=== What to work on ===
Print each line of the listing once more, precisely as given.

=== Records shown ===
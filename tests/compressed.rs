mod common;

use std::path::{Path, PathBuf};
use std::sync::Arc;

use rstest::rstest;
use seekio::io::{Origin, RandomAccess};
use seekio::{Context, Error, HandleKind, IoConfig, RandomAccessReader, RandomAccessWriter, StreamHandle};

const LEN: usize = 300_000;

#[derive(Debug, Clone, Copy)]
enum Fixture {
    Gzip,
    Bzip2,
    Zip,
}

impl Fixture {
    fn write(self, dir: &Path, data: &[u8]) -> PathBuf {
        match self {
            Fixture::Gzip => common::write_gzip(dir, "data.bin.gz", data),
            Fixture::Bzip2 => common::write_bzip2(dir, "data.bin.bz2", data),
            Fixture::Zip => common::write_zip(dir, "data.bin.zip", &[("data.bin", data)]),
        }
    }

    fn kind(self) -> HandleKind {
        match self {
            Fixture::Gzip => HandleKind::Gzip,
            Fixture::Bzip2 => HandleKind::Bzip2,
            Fixture::Zip => HandleKind::Zip,
        }
    }
}

fn small_windows(lazy_seek: bool) -> Arc<Context> {
    Context::new(
        IoConfig::default()
            .with_max_overhead(4096)
            .with_mark_limit(16 * 1024)
            .with_lazy_seek(lazy_seek),
    )
}

#[rstest]
#[case(Fixture::Gzip, false)]
#[case(Fixture::Bzip2, false)]
#[case(Fixture::Bzip2, true)]
#[case(Fixture::Zip, false)]
#[case(Fixture::Zip, true)]
fn seeking_matches_the_decoded_bytes(#[case] fixture: Fixture, #[case] lazy_seek: bool) {
    let dir = tempfile::tempdir().unwrap();
    let data = common::pattern(LEN);
    let path = fixture.write(dir.path(), &data);

    let mut r = RandomAccessReader::open_in(small_windows(lazy_seek), &common::id(&path)).unwrap();
    assert_eq!(r.kind(), fixture.kind());
    assert!(r.is_compressed());
    assert_eq!(r.length(), LEN as u64);

    // prefix, forward skips, rewinds inside and outside the mark window, the tail
    let offsets = [0, 100, 4000, 90_000, 89_000, 200_000, 10, 299_990, 150_000, 149_999];
    for &at in &offsets {
        r.seek(at).unwrap();
        let mut buf = vec![0u8; 32.min(LEN - at as usize)];
        r.read_fully(&mut buf).unwrap();
        assert_eq!(buf, data[at as usize..at as usize + buf.len()], "at offset {at}");
    }
}

#[rstest]
#[case(Fixture::Gzip)]
#[case(Fixture::Bzip2)]
#[case(Fixture::Zip)]
fn sequential_typed_reads_span_many_windows(#[case] fixture: Fixture) {
    let dir = tempfile::tempdir().unwrap();
    let data = common::pattern(LEN);
    let path = fixture.write(dir.path(), &data);

    let mut r = RandomAccessReader::open_in(small_windows(false), &common::id(&path)).unwrap();
    for chunk in data.chunks_exact(4).take(20_000) {
        let expected = u32::from_be_bytes([chunk[0], chunk[1], chunk[2], chunk[3]]);
        assert_eq!(r.read_u32().unwrap(), expected);
    }
}

#[test]
fn zip_members_named_like_the_archive_are_chosen() {
    let dir = tempfile::tempdir().unwrap();
    let path = common::write_zip(
        dir.path(),
        "data.bin.zip",
        &[("README.txt", b"read me"), ("nested/data.bin", b"payload")],
    );
    let mut r = RandomAccessReader::open_in(Context::new(IoConfig::default()), &common::id(&path)).unwrap();
    assert_eq!(r.read_string(64).unwrap(), "payload");

    let mut explicit = StreamHandle::zip_entry(&path, "README.txt").unwrap();
    let mut buf = [0u8; 7];
    explicit.read_fully(&mut buf).unwrap();
    assert_eq!(&buf, b"read me");
    assert!(StreamHandle::zip_entry(&path, "missing").is_err());
}

#[test]
fn mislabeled_archives_are_rejected_or_read_plain() {
    let dir = tempfile::tempdir().unwrap();
    let path = common::write_plain(dir.path(), "notes.gz", b"just text");
    assert!(matches!(Origin::gzip(&path), Err(Error::FormatMismatch { .. })));

    let mut r = RandomAccessReader::open_in(Context::new(IoConfig::default()), &common::id(&path)).unwrap();
    assert_eq!(r.kind(), HandleKind::File);
    assert_eq!(r.read_string(4).unwrap(), "just");
}

#[test]
fn archives_can_be_read_as_plain_files() {
    let dir = tempfile::tempdir().unwrap();
    let path = common::write_gzip(dir.path(), "data.gz", b"abc");
    let ctx = Context::new(IoConfig::default().with_allow_archives(false));
    let mut r = RandomAccessReader::open_in(ctx, &common::id(&path)).unwrap();
    assert_eq!(r.kind(), HandleKind::File);
    assert_eq!(r.read_u16().unwrap(), 0x1f8b);
}

#[test]
fn compressed_stores_refuse_writes() {
    let dir = tempfile::tempdir().unwrap();
    let path = common::write_gzip(dir.path(), "data.gz", b"abc");
    let ctx = Context::new(IoConfig::default());
    assert!(matches!(
        RandomAccessWriter::open_in(&ctx, &common::id(&path)),
        Err(Error::ReadOnly(_))
    ));

    let mut handle = StreamHandle::gzip(&path).unwrap();
    assert!(matches!(handle.write_u8(1), Err(Error::Unimplemented(_))));
}

#[test]
fn lines_are_found_across_the_decoder() {
    let dir = tempfile::tempdir().unwrap();
    let text: String = (0..5000).map(|i| format!("line {i}\n")).collect();
    let path = common::write_bzip2(dir.path(), "log.txt.bz2", text.as_bytes());
    let ctx = Context::new(
        IoConfig::default()
            .with_max_overhead(4096)
            .with_mark_limit(16 * 1024)
            .with_block_size(64),
    );
    let mut r = RandomAccessReader::open_in(ctx, &common::id(&path)).unwrap();

    for i in 0..5000 {
        assert_eq!(r.read_line().unwrap(), Some(format!("line {i}")));
    }
    assert_eq!(r.read_line().unwrap(), None);
}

=== Answer box ===
filename tests/compressed.rs
mod common;

use std::path::{Path, PathBuf};
use std::sync::Arc;

use rstest::rstest;
use seekio::io::{Origin, RandomAccess};
use seekio::{Context, Error, HandleKind, IoConfig, RandomAccessReader, RandomAccessWriter, StreamHandle};

const LEN: usize = 300_000;

#[derive(Debug, Clone, Copy)]
enum Fixture {
    Gzip,
    Bzip2,
    Zip,
}

impl Fixture {
    fn write(self, dir: &Path, data: &[u8]) -> PathBuf {
        match self {
            Fixture::Gzip => common::write_gzip(dir, "data.bin.gz", data),
            Fixture::Bzip2 => common::write_bzip2(dir, "data.bin.bz2", data),
            Fixture::Zip => common::write_zip(dir, "data.bin.zip", &[("data.bin", data)]),
        }
    }

    fn kind(self) -> HandleKind {
        match self {
            Fixture::Gzip => HandleKind::Gzip,
            Fixture::Bzip2 => HandleKind::Bzip2,
            Fixture::Zip => HandleKind::Zip,
        }
    }
}

fn small_windows(lazy_seek: bool) -> Arc<Context> {
    Context::new(
        IoConfig::default()
            .with_max_overhead(4096)
            .with_mark_limit(16 * 1024)
            .with_lazy_seek(lazy_seek),
    )
}

#[rstest]
#[case(Fixture::Gzip, false)]
#[case(Fixture::Bzip2, false)]
#[case(Fixture::Bzip2, true)]
#[case(Fixture::Zip, false)]
#[case(Fixture::Zip, true)]
fn seeking_matches_the_decoded_bytes(#[case] fixture: Fixture, #[case] lazy_seek: bool) {
    let dir = tempfile::tempdir().unwrap();
    let data = common::pattern(LEN);
    let path = fixture.write(dir.path(), &data);

    let mut r = RandomAccessReader::open_in(small_windows(lazy_seek), &common::id(&path)).unwrap();
    assert_eq!(r.kind(), fixture.kind());
    assert!(r.is_compressed());
    assert_eq!(r.length(), LEN as u64);

    // prefix, forward skips, rewinds inside and outside the mark window, the tail
    let offsets = [0, 100, 4000, 90_000, 89_000, 200_000, 10, 299_990, 150_000, 149_999];
    for &at in &offsets {
        r.seek(at).unwrap();
        let mut buf = vec![0u8; 32.min(LEN - at as usize)];
        r.read_fully(&mut buf).unwrap();
        assert_eq!(buf, data[at as usize..at as usize + buf.len()], "at offset {at}");
    }
}

#[rstest]
#[case(Fixture::Gzip)]
#[case(Fixture::Bzip2)]
#[case(Fixture::Zip)]
fn sequential_typed_reads_span_many_windows(#[case] fixture: Fixture) {
    let dir = tempfile::tempdir().unwrap();
    let data = common::pattern(LEN);
    let path = fixture.write(dir.path(), &data);

    let mut r = RandomAccessReader::open_in(small_windows(false), &common::id(&path)).unwrap();
    for chunk in data.chunks_exact(4).take(20_000) {
        let expected = u32::from_be_bytes([chunk[0], chunk[1], chunk[2], chunk[3]]);
        assert_eq!(r.read_u32().unwrap(), expected);
    }
}

#[test]
fn zip_members_named_like_the_archive_are_chosen() {
    let dir = tempfile::tempdir().unwrap();
    let path = common::write_zip(
        dir.path(),
        "data.bin.zip",
        &[("README.txt", b"read me"), ("nested/data.bin", b"payload")],
    );
    let mut r = RandomAccessReader::open_in(Context::new(IoConfig::default()), &common::id(&path)).unwrap();
    assert_eq!(r.read_string(64).unwrap(), "payload");

    let mut explicit = StreamHandle::zip_entry(&path, "README.txt").unwrap();
    let mut buf = [0u8; 7];
    explicit.read_fully(&mut buf).unwrap();
    assert_eq!(&buf, b"read me");
    assert!(StreamHandle::zip_entry(&path, "missing").is_err());
}

#[test]
fn mislabeled_archives_are_rejected_or_read_plain() {
    let dir = tempfile::tempdir().unwrap();
    let path = common::write_plain(dir.path(), "notes.gz", b"just text");
    assert!(matches!(Origin::gzip(&path), Err(Error::FormatMismatch { .. })));

    let mut r = RandomAccessReader::open_in(Context::new(IoConfig::default()), &common::id(&path)).unwrap();
    assert_eq!(r.kind(), HandleKind::File);
    assert_eq!(r.read_string(4).unwrap(), "just");
}

#[test]
fn archives_can_be_read_as_plain_files() {
    let dir = tempfile::tempdir().unwrap();
    let path = common::write_gzip(dir.path(), "data.gz", b"abc");
    let ctx = Context::new(IoConfig::default().with_allow_archives(false));
    let mut r = RandomAccessReader::open_in(ctx, &common::id(&path)).unwrap();
    assert_eq!(r.kind(), HandleKind::File);
    assert_eq!(r.read_u16().unwrap(), 0x1f8b);
}

#[test]
fn compressed_stores_refuse_writes() {
    let dir = tempfile::tempdir().unwrap();
    let path = common::write_gzip(dir.path(), "data.gz", b"abc");
    let ctx = Context::new(IoConfig::default());
    assert!(matches!(
        RandomAccessWriter::open_in(&ctx, &common::id(&path)),
        Err(Error::ReadOnly(_))
    ));

    let mut handle = StreamHandle::gzip(&path).unwrap();
    assert!(matches!(handle.write_u8(1), Err(Error::Unimplemented(_))));
}

#[test]
fn lines_are_found_across_the_decoder() {
    let dir = tempfile::tempdir().unwrap();
    let text: String = (0..5000).map(|i| format!("line {i}\n")).collect();
    let path = common::write_bzip2(dir.path(), "log.txt.bz2", text.as_bytes());
    let ctx = Context::new(
        IoConfig::default()
            .with_max_overhead(4096)
            .with_mark_limit(16 * 1024)
            .with_block_size(64),
    );
    let mut r = RandomAccessReader::open_in(ctx, &common::id(&path)).unwrap();

    for i in 0..5000 {
        assert_eq!(r.read_line().unwrap(), Some(format!("line {i}")));
    }
    assert_eq!(r.read_line().unwrap(), None);
}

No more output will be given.